Оскар вскочил и ринулся к Марии. Она приняла его в свои волосы. Он дал своему лицу обрасти волосами. Волосы проросли у него между губами. Мария засмеялась, хотела оттащить его, я же все больше вбирал ее в себя, я напал на след ванильного аромата. Мария не переставала смеяться. Она не отнимала у меня свою ваниль; верно, это ее забавляло, недаром она не переставала смеяться. Лишь когда у меня заскользили ноги и мое скольжение причинило ей боль – потому что волос я так и не отпустил, а может, это они не отпускали меня, – лишь когда ваниль исторгла слезы из моих глаз, когда я почуял уже не ваниль, а, скажем, лисички или что-то столь же забористое, но только не ваниль, когда этот земляной запах, который Мария скрывала под своей ванилью, пригвоздил к моему лбу истлевающего Яна Бронски и на всю оставшуюся жизнь отравил меня привкусом преходящести, лишь тогда я отпустил ее.
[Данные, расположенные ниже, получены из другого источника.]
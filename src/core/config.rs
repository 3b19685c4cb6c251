use serde::{Deserialize, Serialize};
use std::fs;
use std::io;
use std::path::PathBuf;

/// Application settings persisted as settings.json. Notification
/// preferences and acknowledgments deliberately live outside this file:
/// they are session state, discarded at teardown.
#[derive(Debug, Serialize, Deserialize, Clone, PartialEq)]
pub struct Settings {
    /// How often the background loop re-evaluates the item collection.
    pub scan_interval_seconds: u64,
    /// Custom alert sound; `None` plays the built-in chime.
    #[serde(default)]
    pub sound_file: Option<PathBuf>,
}

impl Default for Settings {
    fn default() -> Self {
        Self {
            scan_interval_seconds: 5,
            sound_file: None,
        }
    }
}

pub struct ConfigManager {
    config_path: PathBuf,
}

impl ConfigManager {
    pub fn new(app_config_dir: PathBuf) -> Self {
        Self {
            config_path: app_config_dir.join("settings.json"),
        }
    }

    pub fn load(&self) -> Settings {
        if self.config_path.exists() {
            if let Ok(content) = fs::read_to_string(&self.config_path) {
                if let Ok(settings) = serde_json::from_str(&content) {
                    return settings;
                }
            }
        }
        Settings::default()
    }

    pub fn save(&self, settings: &Settings) -> io::Result<()> {
        // Ensure directory exists
        if let Some(parent) = self.config_path.parent() {
            fs::create_dir_all(parent)?;
        }
        let content = serde_json::to_string_pretty(settings)?;
        fs::write(&self.config_path, content)
    }
}
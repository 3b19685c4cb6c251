// Permission gateway - tracks what the platform and the user have allowed.

use super::model::PushPermission;

/// Session permission state. Both flags start at the most restrictive value
/// and only move through explicit user-driven operations; there is no revoke
/// path here because revocation happens at the platform level and is picked
/// up the next time the platform state is read.
#[derive(Debug)]
pub struct PermissionGateway {
    push: PushPermission,
    audio: bool,
}

impl Default for PermissionGateway {
    fn default() -> Self {
        Self {
            push: PushPermission::Default,
            audio: false,
        }
    }
}

impl PermissionGateway {
    pub fn new() -> Self {
        Self::default()
    }

    pub fn push(&self) -> PushPermission {
        self.push
    }

    pub fn audio(&self) -> bool {
        self.audio
    }

    /// Record what the platform reported. The platform is authoritative, so
    /// this accepts any state, including a downgrade after an OS-level
    /// revocation.
    pub fn record_push(&mut self, state: PushPermission) {
        self.push = state;
    }

    /// Mark audio playback as permitted after a user gesture initialized
    /// the output.
    pub fn grant_audio(&mut self) {
        self.audio = true;
    }
}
Оскар оскользнулся на крашенных тусклой краской досках кабинки и не перестал плакать, даже когда Мария, уже снова смеясь, подняла его, взяла на руки, погладила и прижала к тому самому ожерелью из деревянных вишен, которое сохранила на себе как единственный предмет одежды.

Покачивая головой, она собрала свои волосы с моих губ и удивленно промолвила:

– Ну и типчик же ты, лезешь, сам не знаешь куда, а потом еще и плачешь.

Порошок для шипучки

Вы знаете, что это такое? Раньше его можно было купить в любое время года в плоских пакетиках. Моя матушка продавала у нас пакетики со вкусом ясменника такого до отвращения зеленого цвета. А пакетик, позаимствовавший окраску у недозрелых апельсинов, именовался: порошок для шипучки с апельсиновым вкусом, а еще был порошок с малиновым вкусом, а еще порошок, который, если полить его чистой водой из крана, шипел, булькал, приходил в волнение, а когда его пьешь, прежде чем успокоиться, отдаленно, очень отдаленно пах лимоном и цвет принимал соответственный, даже больше того: это была ведущая себя как яд искусственная желтизна.

Что еще было написано на пакетике, кроме того, какой у него вкус? А вот что: натуральный продукт, защищен законом, беречь от сырости; а под пунктиром стояло: надорвать здесь.

Где еще можно было купить такой порошок? Не только в лавке у моей матушки, а в любой лавке колониальных товаров – только не в кафе Кайзера и в крупных продовольственных магазинах – можно было приобрести описанный выше пакетик. И там, и во всех киосках он продавался за три пфеннига.